Yasir Ali

Personal information
- Born: 15 October 1985 (age 40) Hazro, Punjab, Pakistan
- Batting: Right-handed
- Bowling: Right-arm fast-medium

International information
- National side: Pakistan (2003);
- Only Test (cap 179): 3 September 2003 v Bangladesh

Career statistics
| Competition | Test | FC | LA |
| Matches | 1 | 86 | 59 |
| Runs scored | 1 | 1,311 | 365 |
| Batting average | – | 12.85 | 13.51 |
| 100s/50s | 0/0 | 1/4 | 0/1 |
| Top score | 1* | 129 | 51 |
| Balls bowled | 120 | 12,858 | 2,932 |
| Wickets | 2 | 258 | 86 |
| Bowling average | 27.50 | 24.43 | 27.66 |
| 5 wickets in innings | 0 | 9 | 3 |
| 10 wickets in match | 0 | 0 | 0 |
| Best bowling | 1/12 | 6/50 | 5/16 |
| Catches/stumpings | 0/– | 27/– | 19/– |
- Source: CricInfo, 9 June 2021

= Yasir Ali (Pakistani cricketer) =

Pakistani cricketer (born 1985)

Yasir Ali (Urdu: یاسر علی) (born 15 October 1985) is a Pakistani former cricketer who played for the Pakistan national cricket team in 2003 in his only cricket Test match. He was a right-handed batsman and a right-arm medium-fast bowler.

==Career==
Ali started his career as an under-19 cricketer when he started playing for the Attock Under-19 team in the Grade 2 domestic competition. Due to his performances, he was selected in Pakistan Cricket Academy team's squad for the tour of South Africa.

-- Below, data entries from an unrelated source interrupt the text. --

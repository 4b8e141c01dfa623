/*!
 * Node Liveness Pinger
 *
 * One thread per backend node, each issuing `PING` on a short interval and
 * tracking consecutive failures. After `fail_limit` consecutive failures the
 * node is pulled out of the hash ring (`HashRing::del_node`) so live traffic
 * stops routing to it, and the pinger backs off to a much slower retry
 * cadence; a single successful ping re-inserts it. Mirrors the reference
 * `processPing` loop embedded in the forwarder.
 *
 * A pinger's failure count is its own thread-local state, not part of any
 * `Connections` snapshot — a forwarder `Update()` that rebuilds the ring
 * does not reset it. A node mid-backoff when membership changes stays in
 * backoff.
 *
 * Pings share the wire protocol with regular traffic but not its timeout:
 * `dial_timeout` defaults to a fixed 100ms regardless of the cluster's
 * configured backend read/write timeout, so liveness checks fail fast even
 * when a cluster is tuned with generous request timeouts.
 */

use crate::bufio::{Reader, Writer};
use crate::buffer;
use crate::conn::Conn;
use crate::error::ProxyError;
use crate::resp::{Resp, RESP_ARRAY, RESP_BULK};
use crate::ring::HashRing;
use smol_str::SmolStr;
use std::sync::atomic::{AtomicBool, Ordering};
use std::sync::Arc;
use std::time::Duration;

pub struct PingerConfig {
    pub interval: Duration,
    pub fail_limit: u32,
    pub backoff: Duration,
    pub dial_timeout: Duration,
}

impl Default for PingerConfig {
    fn default() -> Self {
        PingerConfig {
            interval: Duration::from_secs(1),
            fail_limit: 3,
            backoff: Duration::from_secs(300),
            dial_timeout: Duration::from_millis(100),
        }
    }
}

/// Spawn a pinger thread for one node. `spot` is the node's ring weight, used
/// to re-insert it at its original weight after an ejection heals.
pub fn spawn(
    addr: SmolStr,
    spot: u32,
    ring: Arc<HashRing>,
    cfg: PingerConfig,
    shutdown: Arc<AtomicBool>,
) -> std::thread::JoinHandle<()> {
    std::thread::Builder::new()
        .name(format!("ferrule-pinger-{addr}"))
        .spawn(move || run(addr, spot, ring, cfg, shutdown))
        .expect("spawn pinger thread")
}

fn run(addr: SmolStr, spot: u32, ring: Arc<HashRing>, cfg: PingerConfig, shutdown: Arc<AtomicBool>) {
    let mut fail_count: u32 = 0;
    let mut ejected = false;
    while !shutdown.load(Ordering::Acquire) {
        let ok = ping_once(&addr, cfg.dial_timeout).is_ok();
        if ok {
            fail_count = 0;
            if ejected {
                ring.add_node(&addr, spot);
                ejected = false;
                log::info!("node {addr} recovered, re-added to ring");
            }
            std::thread::sleep(cfg.interval);
        } else {
            fail_count += 1;
            if fail_count >= cfg.fail_limit && !ejected {
                ring.del_node(&addr);
                ejected = true;
                log::warn!("node {addr} failed {fail_count} consecutive pings, ejected from ring");
            }
            std::thread::sleep(if ejected { cfg.backoff } else { cfg.interval });
        }
    }
}

fn ping_once(addr: &str, dial_timeout: Duration) -> crate::error::Result<()> {
    let conn = Conn::dial(addr, dial_timeout, dial_timeout, dial_timeout)?;
    let mut reader = Reader::new(conn, buffer::get(256));

    let mut ping = Resp::new();
    ping.resp_type = RESP_ARRAY;
    ping.data = b"1".to_vec();
    {
        let mut w = Writer::new(reader.get_mut());
        // Resp has no public child-append helper outside the crate; build
        // the single-element array by hand.
        let mut cmd = Resp::new();
        cmd.resp_type = RESP_BULK;
        cmd.data = b"PING".to_vec();
        ping.array = vec![cmd];
        ping.array_size = 1;
        ping.encode(&mut w)?;
        w.flush()?;
    }

    let mut reply = Resp::new();
    loop {
        match reply.decode(&mut reader) {
            Ok(()) => break,
            Err(ProxyError::BufferFull) => reader.read()?,
            Err(e) => return Err(e),
        }
    }
    Ok(())
}

#[cfg(test)]
mod tests {
    use super::*;
    use std::io::{Read, Write};
    use std::net::TcpListener;

    #[test]
    fn ping_once_succeeds_against_a_responder() {
        let listener = TcpListener::bind("127.0.0.1:0").unwrap();
        let addr = listener.local_addr().unwrap().to_string();
        let handle = std::thread::spawn(move || {
            if let Ok((mut stream, _)) = listener.accept() {
                let mut buf = [0u8; 64];
                let _ = stream.read(&mut buf);
                let _ = stream.write_all(b"+PONG\r\n");
            }
        });
        ping_once(&addr, Duration::from_secs(1)).unwrap();
        handle.join().unwrap();
    }

    #[test]
    fn ping_once_fails_against_nothing_listening() {
        assert!(ping_once("127.0.0.1:1", Duration::from_millis(200)).is_err());
    }
}
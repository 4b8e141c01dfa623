// Core modules for Ferrule, a protocol-aware RESP proxy
pub mod bufio; // buffered Reader/Writer over any Read/Write
pub mod buffer; // pooled, power-of-two sized byte buffers
pub mod config; // TOML cluster configuration
pub mod conn; // backend/client transport (TCP + unix)
pub mod error; // ProxyError + Result
pub mod forwarder; // per-cluster routing and membership
pub mod handler; // per-connection client loop
pub mod hashkit; // CRC16 + FNV1a
pub mod listener; // mio accept loop
pub mod message; // Request/Message pooling, command splitting
pub mod pinger; // backend liveness checks
pub mod pipeline; // per-node pipelined connection pool
pub mod resp; // RESP codec
pub mod ring; // consistent-hash ring (ketama + pluggable)
pub mod watcher; // hot-reload config watcher

pub use config::*;
pub use error::*;
pub use forwarder::*;
pub use handler::*;
pub use listener::*;
pub use message::*;
pub use resp::*;

/// Default proxy listen address when a cluster config doesn't set one.
pub const DEFAULT_ADDR: &str = "0.0.0.0:6400";
/*!
 * RESP Value Type and Wire Codec
 *
 * Decodes and encodes the Redis serialization protocol: simple strings,
 * errors, integers, bulk strings and arrays, plus inline (telnet-style)
 * input canonicalized into array form at decode time. Mirrors the
 * `resp`/`RESP` struct from the reference implementation: a tagged value
 * whose `data` field holds either the raw payload (for string/int/error) or
 * the pre-rendered length prefix (for bulk/array), with children reused
 * across decodes via `next()` so a busy connection doesn't reallocate its
 * array backing on every command.
 */

use crate::bufio::{Reader, Writer};
use crate::error::{ProxyError, Result};
use bytes::Bytes;
use std::io::{Read, Write};

pub type RespType = u8;

pub const RESP_UNKNOWN: RespType = b'0';
pub const RESP_ERROR: RespType = b'-';
pub const RESP_STRING: RespType = b'+';
pub const RESP_INT: RespType = b':';
pub const RESP_BULK: RespType = b'$';
pub const RESP_ARRAY: RespType = b'*';

const NULL_DATA: &[u8] = b"-1";
const CRLF: &[u8] = b"\r\n";

/// One decoded or to-be-encoded RESP value.
///
/// For `RESP_BULK`/`RESP_ARRAY`, `data` holds the decimal length prefix
/// text (not the payload) so re-encoding never needs to recompute it;
/// `array`/`array_size` hold the children, with `array` over-allocated and
/// reused across resets (`array_size` is the live count).
#[derive(Debug, Default, Clone)]
pub struct Resp {
    pub resp_type: RespType,
    pub data: Vec<u8>,
    pub array: Vec<Resp>,
    pub array_size: usize,
}

impl Resp {
    pub fn new() -> Self {
        Resp {
            resp_type: RESP_UNKNOWN,
            data: Vec::new(),
            array: Vec::new(),
            array_size: 0,
        }
    }

    pub fn reset(&mut self) {
        self.resp_type = RESP_UNKNOWN;
        self.data.clear();
        self.array_size = 0;
    }

    pub fn array(&self) -> &[Resp] {
        &self.array[..self.array_size]
    }

    pub fn array_mut(&mut self) -> &mut [Resp] {
        &mut self.array[..self.array_size]
    }

    /// Append (or reuse) the next child slot, returning it ready to decode
    /// into.
    fn next(&mut self) -> &mut Resp {
        if self.array_size < self.array.len() {
            let i = self.array_size;
            self.array[i].reset();
        } else {
            self.array.push(Resp::new());
        }
        self.array_size += 1;
        let i = self.array_size - 1;
        &mut self.array[i]
    }

    /// Deep-copy another Resp's contents into this one, reusing children.
    pub fn copy_from(&mut self, other: &Resp) {
        self.reset();
        self.resp_type = other.resp_type;
        self.data.extend_from_slice(&other.data);
        for child in other.array() {
            self.next().copy_from(child);
        }
    }

    pub fn decode<R: Read>(&mut self, br: &mut Reader<R>) -> Result<()> {
        self.reset();
        let mark = br.mark();
        let line = match br.read_line() {
            Ok(l) => l,
            Err(e) => {
                br.advance_to(mark);
                return Err(e);
            }
        };
        let line = line.to_vec();
        let t = line[0];
        self.resp_type = t;
        match t {
            RESP_STRING | RESP_INT | RESP_ERROR => {
                self.data.extend_from_slice(&line[1..line.len() - 2]);
                Ok(())
            }
            RESP_BULK => self.decode_bulk(&line, br, mark),
            RESP_ARRAY => self.decode_array(&line, br, mark),
            _ => self.decode_inline(&line),
        }
    }

    fn decode_inline(&mut self, line: &[u8]) -> Result<()> {
        let fields: Vec<&[u8]> = line
            .split(|&b| b == b' ' || b == b'\t')
            .filter(|f| !f.is_empty())
            .collect();
        if fields.is_empty() {
            return Err(ProxyError::BadRequest);
        }
        self.resp_type = RESP_ARRAY;
        self.data = fields.len().to_string().into_bytes();
        self.array_size = 0;
        self.array.clear();
        for field in &fields {
            let child = self.next();
            child.resp_type = RESP_BULK;
            child.data = field.to_vec();
        }
        Ok(())
    }

    fn decode_bulk<R: Read>(&mut self, line: &[u8], br: &mut Reader<R>, mark: usize) -> Result<()> {
        let ls = line.len();
        let len_bytes = &line[1..ls - 2];
        let len: i64 = parse_decimal(len_bytes)?;
        if len == -1 {
            self.data.clear();
            return Ok(());
        }
        // We already consumed the header line; rewind and re-read the whole
        // frame exactly so a BufferFull here restores the original mark.
        br.advance_to(mark);
        let total = ls + len as usize + 2;
        match br.read_exact(total) {
            Ok(data) => {
                self.data.clear();
                self.data.extend_from_slice(&data[ls..data.len() - 2]);
                Ok(())
            }
            Err(e) => {
                br.advance_to(mark);
                Err(e)
            }
        }
    }

    fn decode_array<R: Read>(&mut self, line: &[u8], br: &mut Reader<R>, mark: usize) -> Result<()> {
        let ls = line.len();
        let len_bytes = &line[1..ls - 2];
        let len: i64 = parse_decimal(len_bytes)?;
        if len == -1 {
            self.data.clear();
            return Ok(());
        }
        self.data.clear();
        self.data.extend_from_slice(len_bytes);
        self.array_size = 0;
        for _ in 0..len {
            // next() only grows self.array; it is safe to call while
            // decoding into the freshly returned child below.
            let idx = {
                if self.array_size < self.array.len() {
                    self.array[self.array_size].reset();
                } else {
                    self.array.push(Resp::new());
                }
                self.array_size += 1;
                self.array_size - 1
            };
            let mut child = std::mem::take(&mut self.array[idx]);
            let res = child.decode(br);
            self.array[idx] = child;
            if res.is_err() {
                br.advance_to(mark);
                return res;
            }
        }
        Ok(())
    }

    pub fn encode<W: Write>(&self, bw: &mut Writer<W>) -> Result<()> {
        match self.resp_type {
            RESP_INT | RESP_STRING | RESP_ERROR => self.encode_plain(bw),
            RESP_BULK => self.encode_bulk(bw),
            RESP_ARRAY => self.encode_array(bw),
            _ => Ok(()),
        }
    }

    fn encode_plain<W: Write>(&self, bw: &mut Writer<W>) -> Result<()> {
        let tag: &[u8] = match self.resp_type {
            RESP_INT => b":",
            RESP_ERROR => b"-",
            RESP_STRING => b"+",
            _ => unreachable!(),
        };
        bw.write(Bytes::from_static(tag))?;
        if !self.data.is_empty() {
            bw.write(Bytes::copy_from_slice(&self.data))?;
        }
        bw.write(Bytes::from_static(CRLF))
    }

    fn encode_bulk<W: Write>(&self, bw: &mut Writer<W>) -> Result<()> {
        bw.write(Bytes::from_static(b"$"))?;
        if !self.data.is_empty() {
            bw.write(Bytes::copy_from_slice(&self.data))?;
        } else {
            bw.write(Bytes::from_static(NULL_DATA))?;
        }
        bw.write(Bytes::from_static(CRLF))
    }

    fn encode_array<W: Write>(&self, bw: &mut Writer<W>) -> Result<()> {
        bw.write(Bytes::from_static(b"*"))?;
        if !self.data.is_empty() {
            bw.write(Bytes::copy_from_slice(&self.data))?;
        } else {
            bw.write(Bytes::from_static(NULL_DATA))?;
        }
        bw.write(Bytes::from_static(CRLF))?;
        for child in self.array() {
            child.encode(bw)?;
        }
        Ok(())
    }
}

fn parse_decimal(s: &[u8]) -> Result<i64> {
    std::str::from_utf8(s)
        .ok()
        .and_then(|s| s.parse::<i64>().ok())
        .ok_or(ProxyError::BadRequest)
}

#[cfg(test)]
mod tests {
    use super::*;
    use crate::buffer;
    use std::io::Cursor;

    fn decode_one(input: &[u8]) -> Resp {
        let mut r = Reader::new(Cursor::new(input.to_vec()), buffer::get(256));
        r.read().unwrap();
        let mut resp = Resp::new();
        resp.decode(&mut r).unwrap();
        resp
    }

    fn encode_one(r: &Resp) -> Vec<u8> {
        let mut out = Vec::new();
        {
            let mut w = Writer::new(&mut out);
            r.encode(&mut w).unwrap();
            w.flush().unwrap();
        }
        out
    }

    #[test]
    fn round_trips_bulk_string() {
        let r = decode_one(b"$5\r\nhello\r\n");
        assert_eq!(r.resp_type, RESP_BULK);
        assert_eq!(encode_one(&r), b"$5\r\nhello\r\n");
    }

    #[test]
    fn round_trips_null_bulk() {
        let r = decode_one(b"$-1\r\n");
        assert_eq!(encode_one(&r), b"$-1\r\n");
    }

    #[test]
    fn round_trips_array_of_bulks() {
        let r = decode_one(b"*2\r\n$3\r\nGET\r\n$1\r\na\r\n");
        assert_eq!(r.resp_type, RESP_ARRAY);
        assert_eq!(r.array().len(), 2);
        assert_eq!(encode_one(&r), b"*2\r\n$3\r\nGET\r\n$1\r\na\r\n");
    }

    #[test]
    fn canonicalizes_inline_command() {
        let r = decode_one(b"PING\r\n");
        assert_eq!(r.resp_type, RESP_ARRAY);
        assert_eq!(r.array().len(), 1);
        assert_eq!(r.array()[0].data, b"PING");
    }

    #[test]
    fn incomplete_bulk_reports_buffer_full_without_consuming() {
        let mut r = Reader::new(Cursor::new(b"$5\r\nhel".to_vec()), buffer::get(256));
        r.read().unwrap();
        let mark = r.mark();
        let mut resp = Resp::new();
        assert!(matches!(resp.decode(&mut r), Err(ProxyError::BufferFull)));
        assert_eq!(r.mark(), mark);
    }
}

In 2005, he made his Test cricket debut against Bangladesh at the age of 19. He became one of a handful of players in cricketing history to make their first-class debut and Test debut in the same match.

He now plays local cricket leagues in England and has participated in the North Staffordshire and South Cheshire League.